Infectious ComputingSBGrid started modestly as an effort to integrate the computing of the Howard Hughes laboratories of Stephen Harrison and the late Don Wiley, which ran separate systems on Harvard’s Cambridge campus and at Children’s Hospital Boston. Sliz, who joined the Harrison and Wiley laboratories as a postdoctoral fellow in 1999, had coordinated the setup of structural biology applications between two labs in Canada when he was a graduate student. This time, the project expanded.
“People who were leaving the [Harrison-Wiley] labs [to start their own groups] wanted to have the same computing environment,” said Sliz, a lecturer on pediatrics at Children’s. He obliged.
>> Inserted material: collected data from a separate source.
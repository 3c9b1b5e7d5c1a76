use std::cmp::Ordering;

use crate::models::Application;
use crate::schema::Field;

/// Interview-process steps that can be required by a filter.
#[derive(Debug, Clone, Copy, PartialEq, Eq)]
pub enum ProcessTag {
    Email,
    OneSided,
    Behavioural,
    Portfolio,
    Recruiter,
    TakeHome,
    Private,
}

impl ProcessTag {
    /// Lenient match on a user-typed term. Unknown terms yield `None`.
    pub fn parse(term: &str) -> Option<Self> {
        let term = term.trim().to_lowercase();
        if term.is_empty() {
            return None;
        }
        if term.contains("email") {
            Some(ProcessTag::Email)
        } else if term.contains("one-sided") || term.contains("one sided") {
            Some(ProcessTag::OneSided)
        } else if term.contains("behaviour") || term.contains("behavior") {
            Some(ProcessTag::Behavioural)
        } else if term.contains("portfolio") {
            Some(ProcessTag::Portfolio)
        } else if term.contains("recruiter") {
            Some(ProcessTag::Recruiter)
        } else if term.contains("design") || term.contains("take-home") || term.contains("take home") {
            Some(ProcessTag::TakeHome)
        } else if term.contains("private") {
            Some(ProcessTag::Private)
        } else {
            None
        }
    }

    /// Comma-separated list of terms; unknown terms are dropped.
    pub fn parse_list(list: &str) -> Vec<Self> {
        list.split(',').filter_map(ProcessTag::parse).collect()
    }

    pub fn field(self) -> Field {
        match self {
            ProcessTag::Email => Field::EmailQuestions,
            ProcessTag::OneSided => Field::OneSidedInterview,
            ProcessTag::Behavioural => Field::BehaviourialInterview,
            ProcessTag::Portfolio => Field::PortfolioWalkthrough,
            ProcessTag::Recruiter => Field::RecruiterCall,
            ProcessTag::TakeHome => Field::TakeHomeChallenge,
            ProcessTag::Private => Field::PrivatePosting,
        }
    }
}

/// Criteria for the application list. Every set criterion must hold.
#[derive(Debug, Clone, Default)]
pub struct ApplicationFilter {
    pub job_title: Option<String>,
    pub company: Option<String>,
    pub connection: Option<String>,
    pub status: Option<String>,
    pub year: Option<i64>,
    pub design: bool,
    pub referred: bool,
    pub tailored: bool,
    pub process: Vec<ProcessTag>,
}

impl ApplicationFilter {
    pub fn is_active(&self) -> bool {
        given(&self.job_title).is_some()
            || given(&self.company).is_some()
            || given(&self.connection).is_some()
            || given(&self.status).is_some()
            || self.year.is_some()
            || self.design
            || self.referred
            || self.tailored
            || !self.process.is_empty()
    }

    pub fn matches(&self, app: &Application) -> bool {
        if !contains_ci(app.text(Field::JobTitle), given(&self.job_title))
            || !contains_ci(app.text(Field::Company), given(&self.company))
            || !contains_ci(app.text(Field::ConnectionToCompany), given(&self.connection))
        {
            return false;
        }

        if let Some(status) = given(&self.status) {
            let same = app
                .text(Field::Status)
                .is_some_and(|s| s.to_lowercase() == status.to_lowercase());
            if !same {
                return false;
            }
        }

        if self.year.is_some() && app.year != self.year {
            return false;
        }

        if (self.design && !app.flag(Field::DesignRelated))
            || (self.referred && !app.flag(Field::Referred))
            || (self.tailored && !app.flag(Field::TailoredApp))
        {
            return false;
        }

        self.process.iter().all(|tag| app.flag(tag.field()))
    }
}

/// A text criterion counts only when it is non-empty.
fn given(criterion: &Option<String>) -> Option<&str> {
    criterion.as_deref().filter(|s| !s.is_empty())
}

/// Substring match ignoring case. A missing needle always matches; a missing haystack never does.
fn contains_ci(haystack: Option<&str>, needle: Option<&str>) -> bool {
    match needle {
        None => true,
        Some(needle) => haystack.is_some_and(|h| h.to_lowercase().contains(&needle.to_lowercase())),
    }
}

/// Display order: Year ascending (unknown year last), then id ascending.
pub fn sort_for_display(records: &mut [Application]) {
    records.sort_by(display_order);
}

fn display_order(a: &Application, b: &Application) -> Ordering {
    let year_order = match (a.year, b.year) {
        (Some(x), Some(y)) => x.cmp(&y),
        (Some(_), None) => Ordering::Less,
        (None, Some(_)) => Ordering::Greater,
        (None, None) => Ordering::Equal,
    };
    year_order.then_with(|| {
        a.id.as_deref()
            .unwrap_or("")
            .cmp(b.id.as_deref().unwrap_or(""))
    })
}

/// Coarse outcome of an application, read from the free-text status.
#[derive(Debug, Clone, Copy, PartialEq, Eq)]
pub enum StatusKind {
    Accepted,
    Offered,
    Rejected,
    Pending,
    Other,
}

impl StatusKind {
    pub fn classify(status: Option<&str>) -> Self {
        let Some(status) = status else {
            return StatusKind::Other;
        };
        let status = status.to_lowercase();
        if status.contains("accepted") {
            StatusKind::Accepted
        } else if status.contains("offered") {
            StatusKind::Offered
        } else if status.contains("rejected") {
            StatusKind::Rejected
        } else if status.contains("no answer") || status.contains("ongoing") {
            StatusKind::Pending
        } else {
            StatusKind::Other
        }
    }

    pub fn label(self) -> &'static str {
        match self {
            StatusKind::Accepted => "accepted",
            StatusKind::Offered => "offered",
            StatusKind::Rejected => "rejected",
            StatusKind::Pending => "pending",
            StatusKind::Other => "-",
        }
    }
}
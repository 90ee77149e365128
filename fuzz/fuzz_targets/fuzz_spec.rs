//! Fuzz the type spec parser
//!
//! Exercises the lexer, the spec parser and diagnostic rendering.

#![no_main]

use libfuzzer_sys::fuzz_target;
use valtype::{parse_spec, ValueType};

fuzz_target!(|data: &[u8]| {
    if let Ok(input) = std::str::from_utf8(data) {
        let ty = ValueType::from_spec(input);
        // Anything that parses must print back to itself
        if !ty.is_error() {
            assert_eq!(ValueType::from_spec(&ty.to_spec()), ty);
        }

        if let Err(err) = parse_spec(input) {
            let _ = err.report(input, false);
        }
    }
});
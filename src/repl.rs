//! REPL (Read-Eval-Print Loop) for type expressions
//!
//! The state only tracks multi-line input; every complete input is checked
//! independently.

use tracing::debug;

use crate::lexer::bracket_depth;
use crate::parser::parse_type_expr;
use crate::pretty::describe;

pub const HELP: &str = "\
Enter a type expression to see its type:

  tensor(x[3],y{})               type literal (also: double, error)
  join(A, B)                     combine cell by cell
  concat(A, B, dim)              concatenate along dim
  reduce(A, dim, ...)            remove dimensions (none: all)
  rename(A, (a, b), (c, d))      rename a to c and b to d
  either(A, B)                   common type of two branches

Commands:
  :help             Show this help
  :inspect <expr>   Describe the type of <expr> in detail
  :quit             Exit
";

/// Shell settings
#[derive(Clone, Debug)]
pub struct ReplConfig {
    /// Colored diagnostics
    pub color: bool,
}

impl Default for ReplConfig {
    fn default() -> Self {
        Self { color: true }
    }
}

/// REPL state
#[derive(Default)]
pub struct ReplState {
    pub config: ReplConfig,

    /// Multi-line input buffer
    pub input_buffer: String,

    /// Bracket depth for multi-line detection
    pub bracket_depth: i32,
}

/// Result of feeding one line to the REPL
#[derive(Debug, PartialEq, Eq)]
pub enum InputResult {
    MetaCommand(MetaCommand),
    Expression(String),
    Incomplete,
    Empty,
}

/// Meta-commands supported by the REPL
#[derive(Debug, PartialEq, Eq)]
pub enum MetaCommand {
    Help,
    Quit,
    Inspect(String),
    Unknown(String),
}

impl MetaCommand {
    pub fn parse(input: &str) -> Self {
        let input = input.trim_start_matches(':').trim();
        let (cmd, arg) = match input.split_once(char::is_whitespace) {
            Some((cmd, arg)) => (cmd, arg.trim()),
            None => (input, ""),
        };

        match cmd {
            "help" | "h" | "?" => MetaCommand::Help,
            "quit" | "q" | "exit" => MetaCommand::Quit,
            "inspect" | "i" => {
                if arg.is_empty() {
                    MetaCommand::Unknown(":inspect requires an expression".to_string())
                } else {
                    MetaCommand::Inspect(arg.to_string())
                }
            }
            other => MetaCommand::Unknown(format!("Unknown command ':{}'", other)),
        }
    }
}

/// Output of evaluating one input
#[derive(Debug, PartialEq, Eq)]
pub enum ExecuteResult {
    /// Text to print
    Output(String),
    /// Diagnostic to print on stderr
    Error(String),
    Quit,
}

impl ReplState {
    pub fn new(config: ReplConfig) -> Self {
        Self {
            config,
            input_buffer: String::new(),
            bracket_depth: 0,
        }
    }

    /// Feed one line of input
    pub fn process_line(&mut self, line: &str) -> InputResult {
        let trimmed = line.trim();

        if trimmed.is_empty() {
            if self.input_buffer.is_empty() {
                return InputResult::Empty;
            }
            return InputResult::Incomplete;
        }

        // Meta-command (only at start, not in continuation)
        if trimmed.starts_with(':') && self.input_buffer.is_empty() {
            return InputResult::MetaCommand(MetaCommand::parse(trimmed));
        }

        if !self.input_buffer.is_empty() {
            self.input_buffer.push('\n');
        }
        self.input_buffer.push_str(line);
        self.bracket_depth += bracket_depth(line);

        if self.bracket_depth <= 0 {
            self.bracket_depth = 0;
            InputResult::Expression(std::mem::take(&mut self.input_buffer))
        } else {
            InputResult::Incomplete
        }
    }

    /// Force submit current buffer (for Ctrl-D)
    pub fn force_submit(&mut self) -> Option<String> {
        if self.input_buffer.is_empty() {
            None
        } else {
            self.bracket_depth = 0;
            Some(std::mem::take(&mut self.input_buffer))
        }
    }

    /// Drop buffered input (for Ctrl-C)
    pub fn clear_input(&mut self) {
        self.input_buffer.clear();
        self.bracket_depth = 0;
    }

    /// Type-check an expression and print its type
    pub fn execute_expression(&self, source: &str) -> ExecuteResult {
        debug!(source, "checking expression");
        let expr = match parse_type_expr(source) {
            Ok(expr) => expr,
            Err(err) => return ExecuteResult::Error(err.report(source, self.config.color)),
        };
        match expr.check() {
            Ok(ty) => ExecuteResult::Output(ty.to_spec()),
            Err(err) => ExecuteResult::Error(format!("Type error: {}", err)),
        }
    }

    pub fn execute_command(&self, cmd: MetaCommand) -> ExecuteResult {
        debug!(?cmd, "meta command");
        match cmd {
            MetaCommand::Help => ExecuteResult::Output(HELP.to_string()),
            MetaCommand::Quit => ExecuteResult::Quit,
            MetaCommand::Unknown(msg) => ExecuteResult::Error(msg),
            MetaCommand::Inspect(source) => match parse_type_expr(&source) {
                Ok(expr) => {
                    let mut out = describe(&expr.infer());
                    if let Err(err) = expr.check() {
                        out.push_str(&format!("  reason: {}\n", err));
                    }
                    ExecuteResult::Output(out)
                }
                Err(err) => ExecuteResult::Error(err.report(&source, self.config.color)),
            },
        }
    }
}
//! Parser for type specs and type expressions
//!
//! Parses token streams into AST.

use chumsky::prelude::*;

use crate::ast::{TypeExpr, TypeSpec};
use crate::dimension::{Dimension, DimensionSize};
use crate::error::SpecError;
use crate::lexer::{lexer, Token};
use crate::value_type::ValueType;

/// Lex and parse `input` with the given token parser.
fn parse_tokens<T>(
    input: &str,
    parser: impl Parser<Token, T, Error = Simple<Token>>,
) -> Result<T, SpecError> {
    let tokens = lexer().parse(input).map_err(SpecError::Lex)?;
    let len = input.chars().count();

    parser
        .parse(chumsky::Stream::from_iter(len..len + 1, tokens.into_iter()))
        .map_err(SpecError::Parse)
}

/// Parse a complete type spec such as `tensor(x[3],y{})`.
pub fn parse_type_spec(input: &str) -> Result<TypeSpec, SpecError> {
    parse_tokens(input, type_spec().then_ignore(end()))
}

/// Parse a complete type expression such as `join(tensor(x[3]),double)`.
pub fn parse_type_expr(input: &str) -> Result<TypeExpr, SpecError> {
    parse_tokens(input, type_expr().then_ignore(end()))
}

impl ValueType {
    /// Parse a type spec. Malformed text yields the error type.
    pub fn from_spec(spec: &str) -> ValueType {
        match parse_type_spec(spec) {
            Ok(parsed) => parsed.to_value_type(),
            Err(err) => {
                tracing::trace!(spec, error = %err, "rejected type spec");
                ValueType::Error
            }
        }
    }
}

// ============================================================================
// Helpers
// ============================================================================

fn ident() -> impl Parser<Token, String, Error = Simple<Token>> + Clone {
    select! { Token::Ident(s) => s }.labelled("identifier")
}

fn keyword(word: &str) -> impl Parser<Token, (), Error = Simple<Token>> + Clone {
    just(Token::Ident(word.to_string())).ignored()
}

fn comma() -> impl Parser<Token, Token, Error = Simple<Token>> + Clone {
    just(Token::Comma)
}

// ============================================================================
// Type specs
// ============================================================================

/// `x[3]` or `x{}`
fn dimension() -> impl Parser<Token, Dimension, Error = Simple<Token>> + Clone {
    let indexed = select! { Token::Int(n) => n }
        .labelled("size")
        .delimited_by(just(Token::LBracket), just(Token::RBracket))
        .map(DimensionSize::Indexed);
    let mapped = just(Token::LBrace)
        .then(just(Token::RBrace))
        .to(DimensionSize::Mapped);

    ident()
        .then(indexed.or(mapped))
        .map(|(name, size)| Dimension { name, size })
}

/// `error`, `double` or `tensor(dim, ...)`
pub fn type_spec() -> impl Parser<Token, TypeSpec, Error = Simple<Token>> + Clone {
    let tensor = keyword("tensor")
        .ignore_then(
            dimension()
                .separated_by(comma())
                .delimited_by(just(Token::LParen), just(Token::RParen)),
        )
        .map(TypeSpec::Tensor);

    choice((
        keyword("error").to(TypeSpec::Error),
        keyword("double").to(TypeSpec::Double),
        tensor,
    ))
}

// ============================================================================
// Type expressions
// ============================================================================

/// A type literal or an operation over type expressions
pub fn type_expr() -> impl Parser<Token, TypeExpr, Error = Simple<Token>> + Clone {
    recursive(|expr| {
        // `x` or `(x, y, ...)`
        let names = ident().map(|name| vec![name]).or(ident()
            .separated_by(comma())
            .at_least(1)
            .delimited_by(just(Token::LParen), just(Token::RParen)));

        let pair = expr
            .clone()
            .then_ignore(comma())
            .then(expr.clone());

        let join = keyword("join")
            .ignore_then(
                pair.clone()
                    .delimited_by(just(Token::LParen), just(Token::RParen)),
            )
            .map(|(lhs, rhs)| TypeExpr::Join(Box::new(lhs), Box::new(rhs)));

        let either = keyword("either")
            .ignore_then(
                pair.clone()
                    .delimited_by(just(Token::LParen), just(Token::RParen)),
            )
            .map(|(lhs, rhs)| TypeExpr::Either(Box::new(lhs), Box::new(rhs)));

        let concat = keyword("concat")
            .ignore_then(
                pair.then_ignore(comma())
                    .then(ident())
                    .delimited_by(just(Token::LParen), just(Token::RParen)),
            )
            .map(|((lhs, rhs), dim)| TypeExpr::Concat(Box::new(lhs), Box::new(rhs), dim));

        let reduce = keyword("reduce")
            .ignore_then(
                expr.clone()
                    .then(comma().ignore_then(ident()).repeated())
                    .delimited_by(just(Token::LParen), just(Token::RParen)),
            )
            .map(|(inner, dims)| TypeExpr::Reduce(Box::new(inner), dims));

        let rename = keyword("rename")
            .ignore_then(
                expr.then_ignore(comma())
                    .then(names.clone())
                    .then_ignore(comma())
                    .then(names)
                    .delimited_by(just(Token::LParen), just(Token::RParen)),
            )
            .map(|((inner, from), to)| TypeExpr::Rename {
                inner: Box::new(inner),
                from,
                to,
            });

        choice((
            type_spec().map(TypeExpr::Type),
            join,
            concat,
            reduce,
            rename,
            either,
        ))
    })
}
The SBGrid user community has since grown organically (see map).
For the first two years, Sliz single-handedly provided the service part time. In 2002, when the Harrison–Wiley group moved from Cambridge to the Quad, he was supporting 15 labs. But Sliz needed more time for his own structural biology. He could not keep doing the computer work all by himself.
“Hughes allowed me to recruit a high-level person like Piotr who was a senior postdoc and also a computer guru interested in novel computational schemes whose responsibility was to the community, not to me,” said Harrison, who was a beneficiary of donated time on a Paris supercomputer when he solved the first-ever virus structure in 1977. Now Sliz has four full-time and one part-time person keeping SBGrid running smoothly behind the scenes of the science. “We wanted to turn structural biology into an infectious disease and make sure everybody caught it,” Harrison said.
Divide and MultiplyIn and around the HMS Quad, SBGrid offers more. The scientists developed a high-quality computing infrastructure, now incorporating the system’s 15 research groups, including those of Tom Walz, James Chou, Jim Hogle, Suzanne Walker, Tom Rapoport, Anjana Rao, Tim Springer, and Bing Chen. On the SBGrid team, Ian Levesque oversees the Harvard infrastructure with the help of junior system administrator John Burns.
“Structural biologists are extreme computer users,” said Walz, HMS professor of cell biology, who specializes in EM. “SBGrid is a huge help.”
Connected by its own fiber-optic network, SBGrid pools processor power for each lab’s sporadic but intensive computing needs. Conceptually, the system works like the famous SETI@home program that searches the cosmos for alien life by running calculations on people’s desktops. SBGrid works similarly by breaking down the problem among a large number of scientifically dedicated but often idle computers. The physical grid greatly beefs up the computational muscle available to any one researcher without a major investment in more computers.
“At every stage in structural biology—and this is especially true in EM—one is limited in what one can achieve by what one can compute,” Harrison said. “There is a frontier component beyond the service that involves innovative ways of organizing calculations so they are adapted to the grid environment.”
Last year, thanks to a grant from the National Science Foundation, SBGrid joined the Open Science Grid, a nationwide initiative. This expands the potential computing power available to all hardwired local SBGrid members and, conversely, makes the structural biology resources more widely available.
“Simulation and data analysis are a central part of modern science. You don’t have a lot of people at blackboards thinking up theories,” said Ian Stokes-Rees, a postdoctoral fellow in the Sliz lab.
SBGrid member Rachelle Gaudet, a structural biologist at Harvard, is looking forward to the first-ever SBGrid users symposium, “Quo Vadis Structural Biology,” at the new research building May 5 to 6. She first joined for the software, welcomed the extra computing power, and anticipates benefiting from the structural biology and computational community built by SBGrid.